N.F. Le christianisme a été présent dans l’archipel nippon depuis le XVIe siècle, et de manière particulièrement forte à Nagasaki. La raison en est simple : en 1549, trois ans après la découverte du Japon par des navigateurs portugais, le prêtre jésuite Saint François-Xavier débarqua à Kagoshima pour y évangéliser les habitants. Un seigneur local converti au christianisme offrit aux jésuites de s’installer et de gérer l’activité du petit port de Nagasaki qui n’était à cette époque qu’un simple village de pêcheurs. Celui-ci se transforma en une ville florissante et magnifique, qu’on surnomma la ville de Beauté. Le pays était pourtant dans une instabilité permanente ponctuée de guerres civiles, depuis que les seigneurs de guerre se disputaient la gouvernance du Japon. Juste avant la fermeture complète du pays aux étrangers, une vague de persécutions à l’encontre des chrétiens autochtones déferla sur le Pays, et notamment à Nagasaki, où un grand nombre furent poursuivis et executés. Près de 3 siècles plus tard, l’Ere Meiji marque la réouverture du Japon au commerce étranger et le retour des chrétiens japonais survivants, les « Krishitan » (chrétiens cachés) qui construisirent une église à Nagasaki, là-même où ils avaient été persécutés. Au début du XXème siècle, quand le jeune Takashi vint étudier à l’université de Médecine de Nagasaki, le christianisme était imprégné dans la culture locale depuis plusieurs siècles déjà.
8- J.D. Et du côté de l’église
N.F. Du côté de l’Eglise, un procès en béatification est en cours pour Takashi et Midori Nagaï, c’est-à-dire la reconnaissance publique d’une existence où la foi, l’espérance et la charité envers Dieu et son prochain ont été vécues de manière héroïque. L’aboutissement d’un procès en béatification n’est pas gagné d’avance, mais pour un couple japonais presque contemporain, ce serait une première dans l’Eglise catholique et un bel hommage !

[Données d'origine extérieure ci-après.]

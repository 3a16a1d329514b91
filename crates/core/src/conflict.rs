//! Write-write conflicts between concurrent transactions and the policies
//! that resolve them.

use std::sync::Arc;

use serde_json::Value;

use crate::error::{Result, VersoError};
use crate::types::{ChronoIdentifier, Timestamp};

/// The version a conflicting pair of writes both descend from.
#[derive(Debug, Clone, PartialEq)]
pub struct CommonAncestor {
    pub id: ChronoIdentifier,
    pub value: Option<Value>,
}

type AncestorResolver<'a> = Box<dyn Fn() -> Result<Option<CommonAncestor>> + 'a>;

/// A single key written by a transaction after someone else committed it.
///
/// `source` is the incoming write, `target` the version already committed.
pub struct AtomicConflict<'a> {
    transaction_timestamp: Timestamp,
    source: ChronoIdentifier,
    source_value: Option<Value>,
    target: ChronoIdentifier,
    target_value: Option<Value>,
    ancestor: AncestorResolver<'a>,
}

impl<'a> AtomicConflict<'a> {
    pub(crate) fn new(
        transaction_timestamp: Timestamp,
        source: (ChronoIdentifier, Option<Value>),
        target: (ChronoIdentifier, Option<Value>),
        ancestor: AncestorResolver<'a>,
    ) -> Self {
        Self {
            transaction_timestamp,
            source: source.0,
            source_value: source.1,
            target: target.0,
            target_value: target.1,
            ancestor,
        }
    }

    pub fn transaction_timestamp(&self) -> Timestamp {
        self.transaction_timestamp
    }

    pub fn source(&self) -> &ChronoIdentifier {
        &self.source
    }

    pub fn source_value(&self) -> Option<&Value> {
        self.source_value.as_ref()
    }

    pub fn target(&self) -> &ChronoIdentifier {
        &self.target
    }

    pub fn target_value(&self) -> Option<&Value> {
        self.target_value.as_ref()
    }

    /// Reads the key as the writing transaction saw it when it started.
    /// `None` if the key did not exist then.
    pub fn common_ancestor(&self) -> Result<Option<CommonAncestor>> {
        (self.ancestor)()
    }
}

impl std::fmt::Debug for AtomicConflict<'_> {
    fn fmt(&self, f: &mut std::fmt::Formatter<'_>) -> std::fmt::Result {
        f.debug_struct("AtomicConflict")
            .field("transaction_timestamp", &self.transaction_timestamp)
            .field("source", &self.source)
            .field("source_value", &self.source_value)
            .field("target", &self.target)
            .field("target_value", &self.target_value)
            .finish_non_exhaustive()
    }
}

/// Decides which value wins a conflict. `Ok(None)` resolves to a deletion.
pub trait ConflictResolutionStrategy: Send + Sync {
    fn resolve(&self, conflict: &AtomicConflict<'_>) -> Result<Option<Value>>;
}

/// Refuses to merge; the commit fails with [`VersoError::CommitConflict`].
#[derive(Debug, Default, Clone, Copy)]
pub struct DoNotMerge;

impl ConflictResolutionStrategy for DoNotMerge {
    fn resolve(&self, conflict: &AtomicConflict<'_>) -> Result<Option<Value>> {
        Err(VersoError::CommitConflict {
            key: conflict.source().key.clone(),
            message: format!(
                "transaction started at {} but key was committed at {}",
                conflict.transaction_timestamp(),
                conflict.target().timestamp
            ),
        })
    }
}

/// The incoming write wins.
#[derive(Debug, Default, Clone, Copy)]
pub struct OverwriteWithSource;

impl ConflictResolutionStrategy for OverwriteWithSource {
    fn resolve(&self, conflict: &AtomicConflict<'_>) -> Result<Option<Value>> {
        Ok(conflict.source_value().cloned())
    }
}

/// The already committed value wins; the incoming write is dropped.
#[derive(Debug, Default, Clone, Copy)]
pub struct OverwriteWithTarget;

impl ConflictResolutionStrategy for OverwriteWithTarget {
    fn resolve(&self, conflict: &AtomicConflict<'_>) -> Result<Option<Value>> {
        Ok(conflict.target_value().cloned())
    }
}

/// Look up a built-in strategy by its configuration name.
pub fn strategy_by_name(name: &str) -> Option<Arc<dyn ConflictResolutionStrategy>> {
    match name {
        "do-not-merge" => Some(Arc::new(DoNotMerge)),
        "overwrite-with-source" => Some(Arc::new(OverwriteWithSource)),
        "overwrite-with-target" => Some(Arc::new(OverwriteWithTarget)),
        _ => None,
    }
}

#[cfg(test)]
mod tests {
    use super::*;
    use crate::types::QualifiedKey;
    use serde_json::json;

    fn conflict<'a>() -> AtomicConflict<'a> {
        let key = QualifiedKey::new("default", "k");
        AtomicConflict::new(
            10,
            (ChronoIdentifier::new("master", 10, key.clone()), Some(json!("mine"))),
            (ChronoIdentifier::new("master", 20, key.clone()), Some(json!("theirs"))),
            Box::new(move || {
                Ok(Some(CommonAncestor {
                    id: ChronoIdentifier::new("master", 5, key.clone()),
                    value: Some(json!("base")),
                }))
            }),
        )
    }

    #[test]
    fn builtin_strategies_pick_expected_side() {
        let c = conflict();
        assert_eq!(OverwriteWithSource.resolve(&c).unwrap(), Some(json!("mine")));
        assert_eq!(OverwriteWithTarget.resolve(&c).unwrap(), Some(json!("theirs")));
        let err = DoNotMerge.resolve(&c).unwrap_err();
        assert!(matches!(err, VersoError::CommitConflict { .. }));
    }

    #[test]
    fn ancestor_is_resolved_lazily() {
        let c = conflict();
        let ancestor = c.common_ancestor().unwrap().unwrap();
        assert_eq!(ancestor.id.timestamp, 5);
        assert_eq!(ancestor.value, Some(json!("base")));
    }

    #[test]
    fn strategies_resolve_by_name() {
        assert!(strategy_by_name("overwrite-with-source").is_some());
        assert!(strategy_by_name("do-not-merge").is_some());
        assert!(strategy_by_name("merge-everything").is_none());
    }
}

9- J.D. Selon vous son héritage spirituel est-il aussi important que son héritage de chercheur ? Et peuvent-ils être dissociable l’un de l’autre ?
N.F. Le docteur Nagaï était renommé dans son domaine, expert et pionnier en radiologie, discipline complètement inconnue et marginalisée au Japon avant lui. Les résultats de ses recherches lui permirent de détecter et de soigner à temps de nombreux patients atteints de tuberculose. Mais à la même époque, les USA, beaucoup plus avancés, maîtrisaient déjà secrètement le principe de la bombe atomique : la scission de l’atome. En tant que chercheur, Takashi ne put s’empêcher de saluer cette performance avec admiration. Il ne séparait pas le résultat de ses recherches de sa Foi. En tant que médecin, ses recherches étaient orientées vers la protection et le soin des vies humaines. Tout ce qu’il découvrait dans son laboratoire l’émerveillait et était pour lui le fruit d’une volonté plus grande que la sienne. Ses réflexions sur la vie eurent un retentissement bien plus grand que ses recherches, aussi reconnues soient-elles à l’époque. Tout simplement parce qu’il n’est pas nécessaire de maîtriser la science de l’atome pour apprécier les valeurs profondément humaines et universelles dont Takashi Nagaï témoigne de façon lumineuse dans ses livres. Et heureusement !
10- J.D. En vous remerciant, d’après vous quel serai son message au monde d’aujourd’hui ?
N.F. La Paix, l’urgence d’une véritable Paix ! Et ne pas désespérer des pires épreuves. Le chemin du bonheur est souvent rude mais il est simple ; et il nous attend.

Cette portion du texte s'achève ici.